Improving Memory Profiler Visualisations for OCaml

Each year, Tarides has the pleasure of hosting several interns who work across different areas within the company. This year, we welcomed Kashish, who joined us to work on enhancing the visualisations for OCaml's memory profiling (you can check out our blog post about the return of Statmemprof for some more context). This post will explore Kashish's project and the steps we took to improve the visualisations available with OCaml's memory profiling tools.

Background: Improving the OCaml 5 Memory Profiler

First, a little background on the area. In OCaml, we have support for statistical memory profiling built into the runtime, called statmemprof. The basic idea is the OCaml runtime provides an interface for registering callbacks to be called when interesting Garbage Collection events occur, such that we can track memory allocation activity for some statistical sample of allocations in an OCaml program. PR #12923 has more technical details of the implementation.

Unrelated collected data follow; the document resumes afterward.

//! Reply decoders for INQUIRY and MODE SENSE data
//!
//! Pure functions over reply buffers. Offsets follow SPC/SBC layouts.

use super::reader::ByteReader;
use crate::tree::DeviceNode;

/// Largest allocation length a 6-byte CDB can request
pub const MAX_ALLOC_LEN: usize = 255;

/// Unit serial number VPD page
pub const SERIAL_PAGE: u8 = 0x80;

/// MODE SENSE page code meaning "return all pages"
pub const ALL_PAGES: u8 = 0x3f;

const RIGID_DISK_GEOMETRY_PAGE: u8 = 4;
const FORMAT_DEVICE_PAGE: u8 = 3;

/// Rotation-rate buckets, checked in this order
const RPM_BUCKETS: &[(u64, &str)] = &[(10000, "10000rpm"), (7200, "7200rpm"), (5400, "5400rpm")];

/// Length an INQUIRY reply says it has: additional length (byte 4) plus
/// the five header bytes, capped at [`MAX_ALLOC_LEN`].
pub fn declared_length(reply: &[u8]) -> usize {
    let additional = ByteReader::new(reply).byte(4).unwrap_or(0) as usize;
    (additional + 5).min(MAX_ALLOC_LEN)
}

/// Decoded standard INQUIRY data
#[derive(Debug, Clone, Default, PartialEq, Eq)]
pub struct Identity {
    pub removable: bool,
    pub ansi_version: u8,
    pub vendor: Option<String>,
    pub product: Option<String>,
    pub revision: Option<String>,
}

impl Identity {
    pub fn apply(&self, node: &mut DeviceNode) {
        if self.removable {
            node.add_capability("removable");
        }
        if let Some(vendor) = &self.vendor {
            node.set_vendor(vendor);
        }
        if let Some(product) = &self.product {
            node.set_product(product);
        }
        if let Some(revision) = &self.revision {
            node.set_version(revision);
        }
        if self.ansi_version != 0 {
            node.set_config("ansiversion", self.ansi_version.to_string());
        }
    }
}

/// Decode a standard INQUIRY reply whose declared length is `length`.
/// Bytes the device did not send read as zero.
pub fn decode_identity(reply: &[u8], length: usize) -> Identity {
    let mut padded = reply.to_vec();
    if padded.len() < MAX_ALLOC_LEN {
        padded.resize(MAX_ALLOC_LEN, 0);
    }
    let r = ByteReader::new(&padded);
    let field = |offset, len| r.ascii(offset, len).filter(|s| !s.is_empty());

    Identity {
        removable: r.byte(1).unwrap_or(0) & 0x80 != 0,
        ansi_version: r.byte(2).unwrap_or(0) & 0x07,
        vendor: field(8, 8),
        product: if length > 16 { field(16, 16) } else { None },
        revision: if length > 32 { field(32, 4) } else { None },
    }
}

/// Decode the unit serial number page. The page is only trusted when it
/// has a payload and its first byte is above ASCII space.
pub fn decode_serial_page(reply: &[u8]) -> Option<String> {
    let r = ByteReader::new(reply);
    let len = r.byte(3)? as usize;
    let first = r.byte(0)?;
    if len == 0 || first <= b' ' {
        return None;
    }
    let available = len.min(r.len().saturating_sub(4));
    r.ascii(4, available).filter(|s| !s.is_empty())
}

/// Disk geometry gathered from MODE SENSE pages 3 and 4
#[derive(Debug, Clone, Copy, Default, PartialEq, Eq)]
pub struct Geometry {
    pub sectors: u64,
    pub sector_size: u64,
    pub cylinders: u64,
    pub heads: u64,
    pub rpm: u64,
}

impl Geometry {
    /// heads x cylinders x sectors x sector size, 0 when any is unknown.
    ///
    /// Page 3 sector data is combined with page 4 head/cylinder data as
    /// reported, even though the two pages overlap.
    pub fn capacity(&self) -> u64 {
        self.heads
            .saturating_mul(self.cylinders)
            .saturating_mul(self.sectors)
            .saturating_mul(self.sector_size)
    }

    pub fn rpm_capability(&self) -> Option<&'static str> {
        rpm_bucket(self.rpm)
    }

    pub fn apply(&self, node: &mut DeviceNode) {
        node.set_capacity(self.capacity());
        if let Some(cap) = self.rpm_capability() {
            node.add_capability(cap);
        }
    }
}

/// Nominal rotation-rate tag. Rates are compared in whole hundreds of
/// rpm, so 7200 maps to "7200rpm" and 6000 maps to nothing.
pub fn rpm_bucket(rpm: u64) -> Option<&'static str> {
    RPM_BUCKETS
        .iter()
        .find(|(bucket, _)| rpm / 100 == bucket / 100)
        .map(|(_, tag)| *tag)
}

/// Walk a MODE SENSE(6) "all pages" reply.
///
/// Layout: byte 0 mode data length (end of the page list), byte 3 block
/// descriptor length; pages start right after the descriptors at
/// `4 + byte 3`. Each page is `[code & 0x3f, len, len bytes...]`.
pub fn decode_mode_pages(reply: &[u8]) -> Geometry {
    let r = ByteReader::new(reply);
    let mut geometry = Geometry::default();

    let (Some(end), Some(descriptor_len)) = (r.byte(0), r.byte(3)) else {
        return geometry;
    };
    let end = end as usize;
    let descriptor_len = descriptor_len as usize;

    // a single short block descriptor carries the logical block length
    if descriptor_len == 8 {
        if let Some(block_len) = r.be_u24(9) {
            geometry.sector_size = u64::from(block_len);
        }
    }

    let mut offset = 4 + descriptor_len;
    while offset < end {
        let Some(code) = r.byte(offset) else {
            break;
        };
        let page = r.slice_from(offset);

        match code & 0x3f {
            FORMAT_DEVICE_PAGE => {
                if let Some(sectors) = page.be_u16(10) {
                    geometry.sectors = u64::from(sectors);
                }
                if let Some(size) = page.be_u16(12) {
                    geometry.sector_size = u64::from(size);
                }
            }
            RIGID_DISK_GEOMETRY_PAGE => {
                if let Some(cylinders) = page.be_u24(2) {
                    geometry.cylinders = u64::from(cylinders);
                }
                if let Some(heads) = page.byte(5) {
                    geometry.heads = u64::from(heads);
                }
                if let Some(rpm) = page.be_u16(20) {
                    geometry.rpm = u64::from(rpm);
                }
            }
            _ => {}
        }

        let Some(page_len) = page.byte(1) else {
            break;
        };
        offset += page_len as usize + 2;
    }

    geometry
}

Built on top of this is memtrace, a library that uses the statmemprof interface to produce trace files formatted in the Common Trace Format (CTF). Memtrace has a detailed technical description of how it works. Finally, there is a web app, memtrace_viewer, that displays information about memory allocations using a 'FlameGraph' format to visualise the allocations. Below is a sample of what such a trace might look like.

For Kashish's internship we thought about how to support other kinds of visualisations for memory profiling data. For example, Go uses a directed graph visualisation in pprof that would be a good alternative to FlameGraphs. FlameGraphs are excellent for visualising data. However, they lack a useful property called join points, which are points where stack traces start differently and then reach the same important function. Using a graph representation highlights these points in a way that FlameGraphs cannot.

File Formats

A picture is worth a thousand words, and this is never more appropriate than when trying to understand a bunch of numbers collected from a complex system like a garbage collector (GC). We had two realisations in approaching this problem: one, that we could reuse the work done by others in visualising it, and second, that there are common tracing formats already used by other languages that we could reuse to unlock more visualisation options. For example, Memtrace used a CTF file format that looked like it could be converted to the protocol buffers (protobuf) based format used by pprof.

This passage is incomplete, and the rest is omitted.